◆ **EXERCISE OBJECTIVE**: The entire set of lines below should be copied exactly.

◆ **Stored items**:
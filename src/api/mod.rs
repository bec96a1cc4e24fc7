//! High-level, ergonomic library API: build a labelled chip dataset from a vector
//! annotation source and a directory of NDVI difference rasters, or chip a single
//! GeoTIFF into in-memory buffers. Prefer these entrypoints over the low-level
//! processing modules when integrating ndvichip.
use std::collections::BTreeSet;
use std::path::{Path, PathBuf};

use ndarray::Array2;
use tracing::{debug, info, warn};

use crate::core::params::{AnnotationSchema, DatasetParams};
use crate::core::processing::assemble::{ChipDataset, assemble_dataset};
use crate::core::processing::extract::{ChipProgress, extract_chips};
use crate::core::processing::labels::{ClassEncoder, TreatmentEncoder};
use crate::error::{Error, Result};
use crate::io::gdal::{GdalRaster, RasterSource};
use crate::io::naming::{FilenameParser, NdviDifferenceNames, RasterName, discover_rasters};
use crate::io::vector::load_annotations;
use crate::io::writers::csv::write_dataset_csv;
use crate::io::writers::tiff::{ChipTarget, ChipWriter, RasterTemplate, WrittenChip};
use crate::types::{ChipSize, ChipWindow, ProjectedAnnotations};

/// Directory chips are written under, relative to the output directory
pub const CHIPS_SUBDIR: &str = "images/chips";
/// Directory tables and summaries are written under
pub const META_SUBDIR: &str = "meta";

/// Chip directory of an output root
pub fn chips_dir(output_dir: &Path) -> PathBuf {
    output_dir.join(CHIPS_SUBDIR)
}

/// Metadata directory of an output root
pub fn meta_dir(output_dir: &Path) -> PathBuf {
    output_dir.join(META_SUBDIR)
}

/// Build the chip dataset using the default filename convention and class encoder.
///
/// Annotations are reprojected into the CRS of every readable raster.
pub fn make_chip_dataset(
    annotations: &Path,
    ndvi_dir: &Path,
    output_dir: &Path,
    params: &DatasetParams,
    schema: &AnnotationSchema,
) -> Result<ChipDataset> {
    make_chip_dataset_with(
        annotations,
        ndvi_dir,
        output_dir,
        params,
        schema,
        &NdviDifferenceNames,
        &TreatmentEncoder,
    )
}

/// Distinct CRS definitions of the candidates that open. Unreadable rasters are
/// skipped here and reported as failures when chipped.
fn candidate_projections(candidates: &[(PathBuf, RasterName)]) -> BTreeSet<String> {
    let mut projections = BTreeSet::new();
    for (path, _) in candidates {
        match GdalRaster::open(path) {
            Ok(raster) if !raster.metadata.projection.is_empty() => {
                projections.insert(raster.metadata.projection);
            }
            Ok(_) => debug!("{:?} has no CRS", path),
            Err(e) => warn!("Cannot read CRS of {:?}: {}", path, e),
        }
    }
    projections
}

/// Load annotations once as stored and once per raster CRS.
pub fn load_projected_annotations(
    path: &Path,
    schema: &AnnotationSchema,
    projections: impl IntoIterator<Item = String>,
) -> Result<ProjectedAnnotations> {
    let mut projected = ProjectedAnnotations::new(load_annotations(path, schema, None)?);
    for crs in projections {
        let reprojected = load_annotations(path, schema, Some(crs.as_str()))?;
        projected.insert(crs, reprojected);
    }
    Ok(projected)
}

/// Build the chip dataset with a custom filename parser and class encoder.
pub fn make_chip_dataset_with<P: FilenameParser + ?Sized>(
    annotations: &Path,
    ndvi_dir: &Path,
    output_dir: &Path,
    params: &DatasetParams,
    schema: &AnnotationSchema,
    parser: &P,
    encoder: &dyn ClassEncoder,
) -> Result<ChipDataset> {
    let candidates = discover_rasters(ndvi_dir, parser)?;
    if candidates.is_empty() {
        return Err(Error::MissingSource(format!(
            "no NDVI difference rasters in {}",
            ndvi_dir.display()
        )));
    }
    let annotations =
        load_projected_annotations(annotations, schema, candidate_projections(&candidates))?;

    std::fs::create_dir_all(output_dir)?;
    info!(
        "Building dataset from {} rasters and {} annotations ({} CRS) into {:?}",
        candidates.len(),
        annotations.len(),
        annotations.projections().count(),
        output_dir
    );
    assemble_dataset(
        &candidates,
        &annotations,
        &chips_dir(output_dir),
        params,
        encoder,
    )
}

/// Every row must point at a chip file that is still on disk.
fn check_chip_pairing(dataset: &ChipDataset) -> Result<()> {
    for (i, row) in dataset.rows.iter().enumerate() {
        if !row.chip_path.is_file() {
            return Err(Error::PathMismatch {
                left: format!("label row {i} ({})", row.years),
                right: row.chip_path.display().to_string(),
            });
        }
    }
    Ok(())
}

/// Write the dataset table as CSV, staging through the configured scratch
/// directory (`<output>/meta` by default).
///
/// Fails with `PathMismatch` when a row's chip file no longer exists.
pub fn export_dataset_csv(
    dataset: &ChipDataset,
    dest: &Path,
    output_dir: &Path,
    params: &DatasetParams,
) -> Result<PathBuf> {
    check_chip_pairing(dataset)?;
    let scratch = params
        .scratch_dir
        .clone()
        .unwrap_or_else(|| meta_dir(output_dir));
    write_dataset_csv(&dataset.rows, dest, &scratch, params.overwrite)
}

/// A decoded chip held in memory
#[derive(Debug, Clone)]
pub struct ChipBuffer {
    pub window: ChipWindow,
    /// Geographic coordinate of the centre of the chip's first pixel
    pub origin: (f64, f64),
    pub data: Array2<f64>,
}

/// All usable chips of one raster, decoded in memory
#[derive(Debug, Clone)]
pub struct ChippedRaster {
    pub chips: Vec<ChipBuffer>,
    pub epsg: u32,
}

/// Chip a GeoTIFF without touching disk, e.g. to feed a detector.
///
/// The raster must carry an EPSG code.
pub fn chip_geotiff_to_buffers(path: &Path, chip_size: ChipSize) -> Result<ChippedRaster> {
    let raster = GdalRaster::open(path)?;
    let epsg = raster.metadata.epsg().ok_or_else(|| {
        Error::MissingSource(format!("{} has no EPSG code", path.display()))
    })?;
    let extraction = extract_chips(&raster, chip_size, &ChipProgress::new())?;
    let template = RasterTemplate {
        projection: raster.georef().projection.clone(),
        nodata: raster.nodata(),
    };
    let writer = ChipWriter::default();
    let mut chips = Vec::with_capacity(extraction.chips.len());
    for chip in extraction.chips {
        let WrittenChip::Decoded(data) =
            writer.write(&chip.data.view(), &template, &chip.transform, ChipTarget::Memory)?
        else {
            return Err(Error::Processing("memory target returned a file".into()));
        };
        chips.push(ChipBuffer {
            window: chip.window,
            origin: chip.origin(),
            data,
        });
    }
    Ok(ChippedRaster { chips, epsg })
}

◆ **YOUR RESPONSE**:
filename src/api/mod.rs
repository bec96a1cc4e24fc7
//! High-level, ergonomic library API: build a labelled chip dataset from a vector
//! annotation source and a directory of NDVI difference rasters, or chip a single
//! GeoTIFF into in-memory buffers. Prefer these entrypoints over the low-level
//! processing modules when integrating ndvichip.
use std::collections::BTreeSet;
use std::path::{Path, PathBuf};

use ndarray::Array2;
use tracing::{debug, info, warn};

use crate::core::params::{AnnotationSchema, DatasetParams};
use crate::core::processing::assemble::{ChipDataset, assemble_dataset};
use crate::core::processing::extract::{ChipProgress, extract_chips};
use crate::core::processing::labels::{ClassEncoder, TreatmentEncoder};
use crate::error::{Error, Result};
use crate::io::gdal::{GdalRaster, RasterSource};
use crate::io::naming::{FilenameParser, NdviDifferenceNames, RasterName, discover_rasters};
use crate::io::vector::load_annotations;
use crate::io::writers::csv::write_dataset_csv;
use crate::io::writers::tiff::{ChipTarget, ChipWriter, RasterTemplate, WrittenChip};
use crate::types::{ChipSize, ChipWindow, ProjectedAnnotations};

/// Directory chips are written under, relative to the output directory
pub const CHIPS_SUBDIR: &str = "images/chips";
/// Directory tables and summaries are written under
pub const META_SUBDIR: &str = "meta";

/// Chip directory of an output root
pub fn chips_dir(output_dir: &Path) -> PathBuf {
    output_dir.join(CHIPS_SUBDIR)
}

/// Metadata directory of an output root
pub fn meta_dir(output_dir: &Path) -> PathBuf {
    output_dir.join(META_SUBDIR)
}

/// Build the chip dataset using the default filename convention and class encoder.
///
/// Annotations are reprojected into the CRS of every readable raster.
pub fn make_chip_dataset(
    annotations: &Path,
    ndvi_dir: &Path,
    output_dir: &Path,
    params: &DatasetParams,
    schema: &AnnotationSchema,
) -> Result<ChipDataset> {
    make_chip_dataset_with(
        annotations,
        ndvi_dir,
        output_dir,
        params,
        schema,
        &NdviDifferenceNames,
        &TreatmentEncoder,
    )
}

/// Distinct CRS definitions of the candidates that open. Unreadable rasters are
/// skipped here and reported as failures when chipped.
fn candidate_projections(candidates: &[(PathBuf, RasterName)]) -> BTreeSet<String> {
    let mut projections = BTreeSet::new();
    for (path, _) in candidates {
        match GdalRaster::open(path) {
            Ok(raster) if !raster.metadata.projection.is_empty() => {
                projections.insert(raster.metadata.projection);
            }
            Ok(_) => debug!("{:?} has no CRS", path),
            Err(e) => warn!("Cannot read CRS of {:?}: {}", path, e),
        }
    }
    projections
}

/// Load annotations once as stored and once per raster CRS.
pub fn load_projected_annotations(
    path: &Path,
    schema: &AnnotationSchema,
    projections: impl IntoIterator<Item = String>,
) -> Result<ProjectedAnnotations> {
    let mut projected = ProjectedAnnotations::new(load_annotations(path, schema, None)?);
    for crs in projections {
        let reprojected = load_annotations(path, schema, Some(crs.as_str()))?;
        projected.insert(crs, reprojected);
    }
    Ok(projected)
}

/// Build the chip dataset with a custom filename parser and class encoder.
pub fn make_chip_dataset_with<P: FilenameParser + ?Sized>(
    annotations: &Path,
    ndvi_dir: &Path,
    output_dir: &Path,
    params: &DatasetParams,
    schema: &AnnotationSchema,
    parser: &P,
    encoder: &dyn ClassEncoder,
) -> Result<ChipDataset> {
    let candidates = discover_rasters(ndvi_dir, parser)?;
    if candidates.is_empty() {
        return Err(Error::MissingSource(format!(
            "no NDVI difference rasters in {}",
            ndvi_dir.display()
        )));
    }
    let annotations =
        load_projected_annotations(annotations, schema, candidate_projections(&candidates))?;

    std::fs::create_dir_all(output_dir)?;
    info!(
        "Building dataset from {} rasters and {} annotations ({} CRS) into {:?}",
        candidates.len(),
        annotations.len(),
        annotations.projections().count(),
        output_dir
    );
    assemble_dataset(
        &candidates,
        &annotations,
        &chips_dir(output_dir),
        params,
        encoder,
    )
}

/// Every row must point at a chip file that is still on disk.
fn check_chip_pairing(dataset: &ChipDataset) -> Result<()> {
    for (i, row) in dataset.rows.iter().enumerate() {
        if !row.chip_path.is_file() {
            return Err(Error::PathMismatch {
                left: format!("label row {i} ({})", row.years),
                right: row.chip_path.display().to_string(),
            });
        }
    }
    Ok(())
}

/// Write the dataset table as CSV, staging through the configured scratch
/// directory (`<output>/meta` by default).
///
/// Fails with `PathMismatch` when a row's chip file no longer exists.
pub fn export_dataset_csv(
    dataset: &ChipDataset,
    dest: &Path,
    output_dir: &Path,
    params: &DatasetParams,
) -> Result<PathBuf> {
    check_chip_pairing(dataset)?;
    let scratch = params
        .scratch_dir
        .clone()
        .unwrap_or_else(|| meta_dir(output_dir));
    write_dataset_csv(&dataset.rows, dest, &scratch, params.overwrite)
}

/// A decoded chip held in memory
#[derive(Debug, Clone)]
pub struct ChipBuffer {
    pub window: ChipWindow,
    /// Geographic coordinate of the centre of the chip's first pixel
    pub origin: (f64, f64),
    pub data: Array2<f64>,
}

/// All usable chips of one raster, decoded in memory
#[derive(Debug, Clone)]
pub struct ChippedRaster {
    pub chips: Vec<ChipBuffer>,
    pub epsg: u32,
}

/// Chip a GeoTIFF without touching disk, e.g. to feed a detector.
///
/// The raster must carry an EPSG code.
pub fn chip_geotiff_to_buffers(path: &Path, chip_size: ChipSize) -> Result<ChippedRaster> {
    let raster = GdalRaster::open(path)?;
    let epsg = raster.metadata.epsg().ok_or_else(|| {
        Error::MissingSource(format!("{} has no EPSG code", path.display()))
    })?;
    let extraction = extract_chips(&raster, chip_size, &ChipProgress::new())?;
    let template = RasterTemplate {
        projection: raster.georef().projection.clone(),
        nodata: raster.nodata(),
    };
    let writer = ChipWriter::default();
    let mut chips = Vec::with_capacity(extraction.chips.len());
    for chip in extraction.chips {
        let WrittenChip::Decoded(data) =
            writer.write(&chip.data.view(), &template, &chip.transform, ChipTarget::Memory)?
        else {
            return Err(Error::Processing("memory target returned a file".into()));
        };
        chips.push(ChipBuffer {
            window: chip.window,
            origin: chip.origin(),
            data,
        });
    }
    Ok(ChippedRaster { chips, epsg })
}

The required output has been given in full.